Plum Pudding and Serino Moodley had to work a little harder in the fourth for Nel and Plattner as she only got into top gear over the final furlong to touch off Sign Of Fate and Plum Pudding’s stable companion Spring Kiss.

It was a Garth Puller one-two in the fifth as Queue Wing as apprentice Mxolisi Mbuto made good use of his 4kg claim to pinch and lead and hold off a fast-finishing stable companion Imperial Power to deny Moodley a quick treble.

Malcolm’s Dream has hardly ever run a bad race for Mark Dixon and the Carlise family who bred the mare at their Kinmount Stud in the KZN Midlands. Named in memory of their good friend Malcolm Phillips, Malcolm’s Dream notched up the seventh win of her career when scoring convincingly on the poly.

Cole Dicken seems to get the best out of her and back in the saddle yesterday, Malcolm’s Dream responded with a sustained finish and was never for the catching.

It was a battle of the apprentices in the eighth, a Class 5 over 1400m, as Damyan Pillay got the best out of Darryl Moore’s gelding Danube to edge out Send Me to deny Mxolisi Mbuto a double. Ironically Mbuto was aboard Danube at his last start.

It was Pillay’s first win back after fracturing his hip in a fall at Summerveld that set him back six months.
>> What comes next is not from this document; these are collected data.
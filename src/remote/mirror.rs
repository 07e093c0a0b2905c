//! Client-side copies of a host's windows, rebuilt from raw frames.

use std::collections::BTreeMap;

use tracing::debug;

use super::ProtocolError;
use super::raw::{Frame, FrameCodec, Message};
use crate::screen::TerminalFrame;

#[derive(Debug, Clone)]
pub struct MirroredWindow {
    pub title: String,
    pub frame: TerminalFrame,
}

impl MirroredWindow {
    fn new(width: u32, height: u32) -> Self {
        Self { title: String::new(), frame: TerminalFrame::new(width, height) }
    }

    /// Text grid, one line per row.
    pub fn text(&self) -> String {
        self.frame
            .cells
            .chunks(self.frame.width.max(1) as usize)
            .map(|row| row.iter().map(|c| c.glyph as char).collect::<String>())
            .collect::<Vec<_>>()
            .join("\n")
    }
}

/// A message box the host asked the client to show.
#[derive(Debug, Clone, PartialEq, Eq)]
pub struct Notice {
    pub window: u8,
    pub flags: u32,
    pub title: String,
    pub text: String,
}

#[derive(Debug, Default)]
pub struct WindowMirror {
    codec: FrameCodec,
    windows: BTreeMap<u8, MirroredWindow>,
    notices: Vec<Notice>,
}

impl WindowMirror {
    pub fn new(binary_checksum: bool) -> Self {
        Self { codec: FrameCodec::new(binary_checksum), ..Default::default() }
    }

    pub fn codec(&self) -> &FrameCodec {
        &self.codec
    }

    /// Decode and apply one line. A rejected line changes nothing.
    pub fn receive(&mut self, line: &str) -> Result<Frame, ProtocolError> {
        let frame = self.codec.decode(line)?;
        self.apply(&frame);
        Ok(frame)
    }

    pub fn apply(&mut self, frame: &Frame) {
        match &frame.message {
            Message::Terminal(snap) => {
                let window = self
                    .windows
                    .entry(frame.window)
                    .or_insert_with(|| MirroredWindow::new(snap.width.into(), snap.height.into()));
                snap.apply(&mut window.frame);
            }
            Message::Window(change) if change.closing => {
                self.windows.remove(&frame.window);
            }
            Message::Window(change) => {
                let window = self
                    .windows
                    .entry(frame.window)
                    .or_insert_with(|| MirroredWindow::new(change.width.into(), change.height.into()));
                window.title.clone_from(&change.title);
                if change.width > 0 && change.height > 0 {
                    window.frame.resize(change.width.into(), change.height.into());
                }
            }
            Message::Message { flags, title, text } => self.notices.push(Notice {
                window: frame.window,
                flags: *flags,
                title: title.clone(),
                text: text.clone(),
            }),
            Message::Features { flags, .. } => {
                self.codec
                    .set_binary_checksum(flags & super::raw::FEATURE_BINARY_CHECKSUM != 0);
            }
            Message::Key { .. } | Message::Mouse { .. } | Message::Event(_) => {
                debug!(window = frame.window, "input frame received by a mirror; ignored");
            }
        }
    }

    pub fn window(&self, id: u8) -> Option<&MirroredWindow> {
        self.windows.get(&id)
    }

    pub fn window_ids(&self) -> impl Iterator<Item = u8> + '_ {
        self.windows.keys().copied()
    }

    pub fn notices(&self) -> &[Notice] {
        &self.notices
    }
}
Serious injuries quite often have an adverse effect on a young riders confidence but Pillay appears up to making a confident comeback.

MJ Odendaal landed a double as Thisiswhatitmeans made it three on the bounce for Sean Veale and Hollywood Racing in the eighth. Racing well back in the early exchanges as Twenty One May and Good Traveller set solid early fractions, when it came to the sharp end of the race, Thisiswhatitmeans finished best of all as he reeled in the pacemakers to win going away with Good Traveller edging Twenty One May for the shallow end of the purse.

The win by Thisiswhatitmeans added to the form of Good Council who lines up in the KZN Breeders Mile at Hollywoodbets Greyville on Sunday.

Former jockey Piet Botha doesn’t look a day older than when he was a jockey back in the eighties of the last millennium. Taking on the best during Champions Season for the first time will have been a learning curve for the future but Papillon Blu certainly paid her way as she racked up her second win, first race out of the maidens, to round off the meeting. One never knows if Andrew Fortune is sitting with a ton in hand or an empty gas tank such is the way he rides. This tank was full crossing the subway and Papillon Blu floated home on gossamer wings.